The provision of color in an information display system requires much more data to be associated with each display position than one binary digit, since besides defining whether the cathode ray beam is to be brightened at a given position in the raster, the color of the spot must be defined. Since color is defined with reference to three primary colors, it is usual to use three bits to define a limited number of color combinations of the primaries to provide what has been found to be an adequate choice of colors for most display purposes. How the color is generated on the display forms no part of this invention which is concerned with the supply of color video information to the display device in an economical manner. Character graphics reduces the amount of color information required since the information relates to a whole image cell rather than to a single display position on the screen. But simply to nominate a single color for an image cell leads to an undesirable lack of flexibility and leads to problems when, for example, lines cross or when special effects such as colored backgrounds are required.
It is the aim of this invention to provide a simple and cheaply implementable means of achieving mixed color effects in a single image cell.

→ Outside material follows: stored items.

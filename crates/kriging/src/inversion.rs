use crate::covariance::CovarianceMatrix;
use crate::errors::{KrigingError, Result, Stage};
use crate::health::{log_preview, MatrixHealth};
use crate::utils::try_zeros;
use linfa::Float;
use log::{debug, Level};
use ndarray::{Array1, Array2, ArrayBase, Data, Ix1};

/// Inverse of the augmented kriging matrix computed by Gauss-Jordan elimination.
///
/// No pivoting is done: the augmented matrix starts with a positive nugget on its diagonal.
/// A zero or non finite pivot is recorded and the elimination goes on, the resulting
/// non finite entries are reported by the health check as a singular matrix.
#[derive(Clone, Debug)]
pub struct InverseCovarianceMatrix<F: Float> {
    data: Array2<F>,
}

impl<F: Float> InverseCovarianceMatrix<F> {
    /// Invert the covariance matrix, which is left untouched
    pub fn new(cov: &CovarianceMatrix<F>, verbose: bool) -> Result<Self> {
        let (data, bad_pivot) = gauss_jordan(cov.as_array())?;
        if let Some(k) = bad_pivot {
            debug!("Zero or non finite pivot at row {k}");
        }
        log_preview(&data, "Inverse covariance matrix", verbose);

        let health = MatrixHealth::new(&data);
        log::log!(
            if verbose { Level::Info } else { Level::Debug },
            "Inverse covariance matrix: nan={} inf={} min={} max={} mean={}",
            health.nan_count,
            health.inf_count,
            health.min,
            health.max,
            health.mean
        );
        match (health.is_healthy(), bad_pivot) {
            (true, _) => Ok(InverseCovarianceMatrix { data }),
            (false, Some(pivot)) => Err(KrigingError::SingularMatrixError {
                stage: Stage::Inversion,
                pivot,
            }),
            (false, None) => Err(KrigingError::NumericError {
                stage: Stage::Inversion,
                message: format!(
                    "inverse holds {} NaN and {} infinite values",
                    health.nan_count, health.inf_count
                ),
            }),
        }
    }

    /// Wrap a given matrix as the inverse
    #[cfg(test)]
    pub(crate) fn from_array(data: Array2<F>) -> Self {
        InverseCovarianceMatrix { data }
    }

    /// Underlying matrix
    pub fn as_array(&self) -> &Array2<F> {
        &self.data
    }

    /// Kriging weights `C^-1 . c` of a covariance vector (length n+1)
    pub fn weights(&self, cov_vector: &ArrayBase<impl Data<Elem = F>, Ix1>) -> Array1<F> {
        self.data.dot(cov_vector)
    }
}

/// Gauss-Jordan inversion without pivoting on a working copy.
/// Returns the inverse and the first zero or non finite pivot row if any.
fn gauss_jordan<F: Float>(matrix: &Array2<F>) -> Result<(Array2<F>, Option<usize>)> {
    let n = matrix.nrows();
    let mut a = try_zeros(Stage::Inversion, n, n)?;
    a.assign(matrix);
    let mut inv = try_zeros(Stage::Inversion, n, n)?;
    inv.diag_mut().fill(F::one());

    let mut bad_pivot = None;
    for k in 0..n {
        let pivot = a[[k, k]];
        if bad_pivot.is_none() && (pivot == F::zero() || !pivot.is_finite()) {
            bad_pivot = Some(k);
        }
        for j in 0..n {
            a[[k, j]] /= pivot;
            inv[[k, j]] /= pivot;
        }
        for i in 0..n {
            if i == k {
                continue;
            }
            let factor = a[[i, k]];
            if factor == F::zero() {
                continue;
            }
            for j in 0..n {
                let akj = a[[k, j]];
                let ikj = inv[[k, j]];
                a[[i, j]] -= factor * akj;
                inv[[i, j]] -= factor * ikj;
            }
        }
    }
    Ok((inv, bad_pivot))
}

#[cfg(test)]
mod tests {
    use super::*;
    use approx::assert_abs_diff_eq;
    use ndarray::array;

    #[test]
    fn test_gauss_jordan() {
        let m = array![[4., 7.], [2., 6.]];
        let (inv, bad) = gauss_jordan(&m).unwrap();
        assert_eq!(bad, None);
        assert_abs_diff_eq!(inv, array![[0.6, -0.7], [-0.2, 0.4]], epsilon = 1e-12);
        assert_abs_diff_eq!(m.dot(&inv), Array2::eye(2), epsilon = 1e-12);
    }

    #[test]
    fn test_augmented_inverse() {
        // nugget 1, sill-like covariances and the Lagrange border
        let m = array![
            [1., 3., 4., 1.],
            [3., 1., 5., 1.],
            [4., 5., 1., 1.],
            [1., 1., 1., 0.]
        ];
        let (inv, bad) = gauss_jordan(&m).unwrap();
        assert_eq!(bad, None);
        assert_abs_diff_eq!(m.dot(&inv), Array2::eye(4), epsilon = 1e-10);
        assert_abs_diff_eq!(inv.dot(&m), Array2::eye(4), epsilon = 1e-10);
    }

    #[test]
    fn test_zero_pivot_without_pivoting() {
        // invertible but the first pivot is zero
        let m: Array2<f64> = array![[0., 1.], [1., 0.]];
        let (inv, bad) = gauss_jordan(&m).unwrap();
        assert_eq!(bad, Some(0));
        assert!(inv.iter().any(|v| !v.is_finite()));
    }

    #[test]
    fn test_singular_matrix_error() {
        let cov = CovarianceMatrix {
            data: array![[0., 1.], [1., 0.]],
        };
        let res = InverseCovarianceMatrix::new(&cov, false);
        assert!(matches!(
            res,
            Err(KrigingError::SingularMatrixError {
                stage: Stage::Inversion,
                pivot: 0
            })
        ));
    }

    #[test]
    fn test_weights() {
        let cov = CovarianceMatrix {
            data: array![[4., 7.], [2., 6.]],
        };
        let inv = InverseCovarianceMatrix::new(&cov, false).unwrap();
        assert_abs_diff_eq!(inv.weights(&array![4., 2.]), array![1., 0.], epsilon = 1e-12);
    }
}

The line-crossing problem has been tackled in U.S. Pat. No. 4,016,544 to Morita et al, although not specifically in relation to color character graphics. The video signal is supplied selectively to three color registers, respectively red, green and blue information memories. The memories are read simultaneously to a display device. A one bit in a memory causes the corresponding primary color to be displayed. One bit in more than one memory causes a combination of the primary colors to produce a secondary color. The patent describes the problem involved in line crossing when colors are associated with graphic elements such as lines. If a red line is drawn and later a green line is drawn to cross the red line, with the system described in the patent as prior art, the crossing point of the red line is erased. According to the patent, the problem is solved by providing mask bits which allow the contents of the color registers to be changed only when the mask bit is a given value. The patent thus provides a form of data protection to permit a choice of whether, in the example given, the bit in the red information register representing the crossing point is to be changed thus permitting red or green or a combination of red and green is to be displayed at the crossing point. The patent requires for each display position or group of eight display positions, a mask bit for each color information register.